Scattered among the old bits of timber and waste, a piece of furniture that once took pride of place in the family home was next in line for the billowing flames.
Aileen recalls being immediately flooded with childhood memories and insisted on it being saved.
“I still can’t explain it but I remembered sitting at the table when I was a young girl and remembering all these little details. I insisted my husband drag it back. Sure enough he did and then I was left with this old table in the shed. But I knew I had to save it.”
Armed with paint brushes, furniture paint and a general idea of what she was doing, Aileen set to work restoring the family heirloom.
Emboldened with her finished project, she gathered together four chairs and set to work breathing new life into them as well.
“By then I had a full set with no where to put it but the sense of achievement was something else. It wasn’t perfect but it was an accomplishment and that’s what the upcycling community is all about,” she says.
She eventually found a new home for her revamped dining set after giving it to a young family moving into a new home but by then her upcycling addiction had well and truly taken hold.

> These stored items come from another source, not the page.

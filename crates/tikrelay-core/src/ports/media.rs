//! Media source port.
//!
//! Opens a streaming connection to a direct media URL. Establishing the
//! stream and failing mid-stream are distinct error classes.

use std::fmt;

use async_trait::async_trait;
use bytes::Bytes;
use futures_util::stream::BoxStream;
use thiserror::Error;

/// Errors from opening or reading a media stream.
#[derive(Debug, Error)]
pub enum RelayError {
    /// The media host did not answer (timeout or connection failure).
    #[error("Media host unreachable: {message}")]
    Unreachable {
        /// Description of the transport error
        message: String,
    },

    /// The media host answered with a non-2xx status.
    #[error("Media host returned status {status}")]
    UpstreamStatus {
        /// HTTP status code from the media host
        status: u16,
    },

    /// The request could not be built or sent.
    #[error("Media request failed: {message}")]
    Request {
        /// Description of what went wrong
        message: String,
    },

    /// The stream failed after it had been established.
    #[error("Media stream failed: {message}")]
    Stream {
        /// Description of the stream error
        message: String,
    },
}

/// An established upstream media stream.
pub struct MediaStream {
    /// Content type reported by the media host.
    pub content_type: Option<String>,
    /// Content length reported by the media host.
    pub content_length: Option<u64>,
    /// The body, chunk by chunk. Errors here are [`RelayError::Stream`].
    pub body: BoxStream<'static, Result<Bytes, RelayError>>,
}

impl MediaStream {
    /// Whether the upstream content type looks like media.
    ///
    /// Missing content types are given the benefit of the doubt.
    pub fn looks_like_media(&self) -> bool {
        self.content_type.as_deref().is_none_or(|ct| {
            let ct = ct.to_ascii_lowercase();
            ct.starts_with("video/") || ct.starts_with("application/octet-stream")
        })
    }
}

impl fmt::Debug for MediaStream {
    fn fmt(&self, f: &mut fmt::Formatter<'_>) -> fmt::Result {
        f.debug_struct("MediaStream")
            .field("content_type", &self.content_type)
            .field("content_length", &self.content_length)
            .finish_non_exhaustive()
    }
}

/// Port for fetching the direct media stream.
#[async_trait]
pub trait MediaSourcePort: Send + Sync {
    /// Open a streaming GET to `url`. Not retried.
    async fn open(&self, url: &str) -> Result<MediaStream, RelayError>;
}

“There’s something very therapeutic about choosing the colours, cleaning the wood and getting to work,” explains Aileen from her office at her home in North Tipperary.
Shortly after completing her first upcycling project, Aileen's friends and family members began dropping off pieces of furniture at her home allowing her to continue developing her skills, tackling bigger, more difficult projects each time.
Eventually she was encouraged to set up a Facebook group for like minded individuals called Shabby Chic Projects and today this online community includes over 11,000 members and counting.
Around this time Aileen also began hosting demonstration days in community halls around the county and eventually further afield.
“I would show how to do certain things and I’d invite others who had different skills in stenciling that could show how to do that. They were really successful and each time the halls would be packed with people wanting to develop their skills or just starting out.”
It was while hosting one of her demo evenings that Aileen spotted another gap in this growing market and set about building an online marketplace for budding upcyclers to purchase everything they would need to take a project from start to finish.
“Upcycling was still a relatively new idea and it was difficult to get all the equipment you would need in your local hardware store or paint shop so that’s why I created Shabby.ie,” she says.
Stocking everything from paints to stains, varnish and sanding pads, Aileen was so convinced her online marketplace would be a success, she began manufacturing some of her own products and now supplies decorative furniture mouldings all over the world.
“I’m a busy mother so I know what it’s like having to go all over town to hunt down that elusive item missing from the shopping list. I felt if everything was under the one roof as it were people would come,” she says.
Not one to rest on her laurels, in 2017 she went on to launch the ‘Shabby School’, the country’s first online learning platform for restyling furniture.
From her home in Borrisokane which she shares with her husband Tommy, a former Tipperary hurler, and their two children Cathal and Alex, Aileen oversees the day to day running of the business which includes creating content for her social media channels, organising deliveries for her online shop and organising pop up classes and events throughout the country.
“No two days are ever the same but I enjoy every bit of it,” she says.
Such is the success of Aileen’s ‘Shabby’ brand that she was named as an All Star design leader at the prestigious All Ireland Business Summit in 2018.
“The running joke in our house is that my husband might have two All Ireland medals, but he never got an All Star!” she hoots.
Despite an expanding upcycling empire, Aileen is adamant that part of her success can be attributed to her hobby growing ‘organically’ from the start, as she says she never intended to turn her upcycling skills into a business.
“At the end of the day I say I’m an ordinary housewife at home with the kids whose life veered in a different direction. I didn’t plan any of it but I saw openings and opportunities and I took a chance. Every pivot the business made was organic and I think that’s why it’s been as successful as it has.”